■ **RECORDS TO PROCESS**
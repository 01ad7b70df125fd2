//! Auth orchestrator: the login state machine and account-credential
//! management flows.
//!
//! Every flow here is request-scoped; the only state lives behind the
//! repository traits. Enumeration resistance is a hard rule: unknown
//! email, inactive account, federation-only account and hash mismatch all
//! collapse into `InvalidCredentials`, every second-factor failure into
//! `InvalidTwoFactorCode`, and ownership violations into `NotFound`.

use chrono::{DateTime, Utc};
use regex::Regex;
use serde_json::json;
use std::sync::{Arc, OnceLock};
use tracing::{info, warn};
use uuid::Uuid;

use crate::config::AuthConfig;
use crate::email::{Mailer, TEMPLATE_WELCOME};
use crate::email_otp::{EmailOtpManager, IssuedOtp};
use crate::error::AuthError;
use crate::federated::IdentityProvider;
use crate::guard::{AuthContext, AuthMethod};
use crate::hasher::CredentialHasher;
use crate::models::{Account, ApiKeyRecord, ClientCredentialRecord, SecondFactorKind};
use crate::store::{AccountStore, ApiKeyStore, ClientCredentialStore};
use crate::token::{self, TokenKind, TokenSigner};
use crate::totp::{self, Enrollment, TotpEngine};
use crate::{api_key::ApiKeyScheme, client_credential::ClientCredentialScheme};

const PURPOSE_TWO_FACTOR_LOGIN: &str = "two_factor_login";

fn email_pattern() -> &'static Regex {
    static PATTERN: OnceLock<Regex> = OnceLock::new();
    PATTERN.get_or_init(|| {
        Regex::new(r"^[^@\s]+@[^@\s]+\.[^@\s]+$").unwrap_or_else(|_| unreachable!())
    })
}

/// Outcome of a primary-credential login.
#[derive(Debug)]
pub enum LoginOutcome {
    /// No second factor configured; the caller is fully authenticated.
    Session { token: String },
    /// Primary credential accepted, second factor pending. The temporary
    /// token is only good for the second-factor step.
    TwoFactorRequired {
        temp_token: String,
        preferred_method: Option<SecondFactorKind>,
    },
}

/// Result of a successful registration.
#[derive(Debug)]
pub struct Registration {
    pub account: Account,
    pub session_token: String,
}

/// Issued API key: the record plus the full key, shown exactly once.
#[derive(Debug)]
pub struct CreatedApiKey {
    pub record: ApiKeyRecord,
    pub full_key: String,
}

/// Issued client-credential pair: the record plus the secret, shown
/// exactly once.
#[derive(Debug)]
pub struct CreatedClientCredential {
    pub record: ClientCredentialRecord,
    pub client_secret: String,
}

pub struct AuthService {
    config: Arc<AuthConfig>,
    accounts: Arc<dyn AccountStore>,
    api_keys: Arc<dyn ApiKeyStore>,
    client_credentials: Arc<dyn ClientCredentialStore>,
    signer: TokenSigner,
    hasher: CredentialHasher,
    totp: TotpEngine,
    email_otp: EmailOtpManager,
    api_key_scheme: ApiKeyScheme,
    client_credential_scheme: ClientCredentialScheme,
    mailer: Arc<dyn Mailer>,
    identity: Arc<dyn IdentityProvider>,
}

---

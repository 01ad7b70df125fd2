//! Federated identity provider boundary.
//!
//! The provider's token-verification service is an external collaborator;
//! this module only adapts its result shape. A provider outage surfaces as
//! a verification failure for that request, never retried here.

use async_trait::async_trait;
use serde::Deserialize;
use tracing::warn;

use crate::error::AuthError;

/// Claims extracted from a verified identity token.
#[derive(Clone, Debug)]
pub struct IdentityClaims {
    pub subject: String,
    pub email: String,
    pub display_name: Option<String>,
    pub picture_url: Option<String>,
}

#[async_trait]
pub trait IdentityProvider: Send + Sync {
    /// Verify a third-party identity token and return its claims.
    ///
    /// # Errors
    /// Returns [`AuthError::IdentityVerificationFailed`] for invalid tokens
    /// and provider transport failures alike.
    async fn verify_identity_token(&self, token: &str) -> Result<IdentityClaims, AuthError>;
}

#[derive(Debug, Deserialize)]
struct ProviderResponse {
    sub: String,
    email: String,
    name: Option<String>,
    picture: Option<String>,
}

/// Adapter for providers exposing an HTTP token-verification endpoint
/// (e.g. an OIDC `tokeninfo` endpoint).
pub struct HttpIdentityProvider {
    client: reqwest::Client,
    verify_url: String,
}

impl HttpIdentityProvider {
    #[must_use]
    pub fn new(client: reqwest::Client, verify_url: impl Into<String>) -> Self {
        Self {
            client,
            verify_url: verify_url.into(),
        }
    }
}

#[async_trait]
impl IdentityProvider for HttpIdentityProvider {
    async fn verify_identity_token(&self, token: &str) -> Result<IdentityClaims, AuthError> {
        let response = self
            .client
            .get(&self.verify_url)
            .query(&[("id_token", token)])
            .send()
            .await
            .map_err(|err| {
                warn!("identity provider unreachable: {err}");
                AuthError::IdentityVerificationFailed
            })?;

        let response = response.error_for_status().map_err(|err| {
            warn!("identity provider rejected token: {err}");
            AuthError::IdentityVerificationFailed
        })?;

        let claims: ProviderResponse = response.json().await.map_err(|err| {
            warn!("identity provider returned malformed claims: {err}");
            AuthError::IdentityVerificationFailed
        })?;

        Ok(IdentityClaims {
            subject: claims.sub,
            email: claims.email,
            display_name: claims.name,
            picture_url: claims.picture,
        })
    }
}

■ **EXERCISE DESCRIPTION**
The reply should consist solely of the lines above from the one that has "use async_trait::async_trait;" through the one that has "pub trait IdentityProvider: Send", reproduced exactly.

■ **ANSWER TO THIS TASK**
use async_trait::async_trait;
use serde::Deserialize;
use tracing::warn;

use crate::error::AuthError;

/// Claims extracted from a verified identity token.
#[derive(Clone, Debug)]
pub struct IdentityClaims {
    pub subject: String,
    pub email: String,
    pub display_name: Option<String>,
    pub picture_url: Option<String>,
}

#[async_trait]
pub trait IdentityProvider: Send + Sync {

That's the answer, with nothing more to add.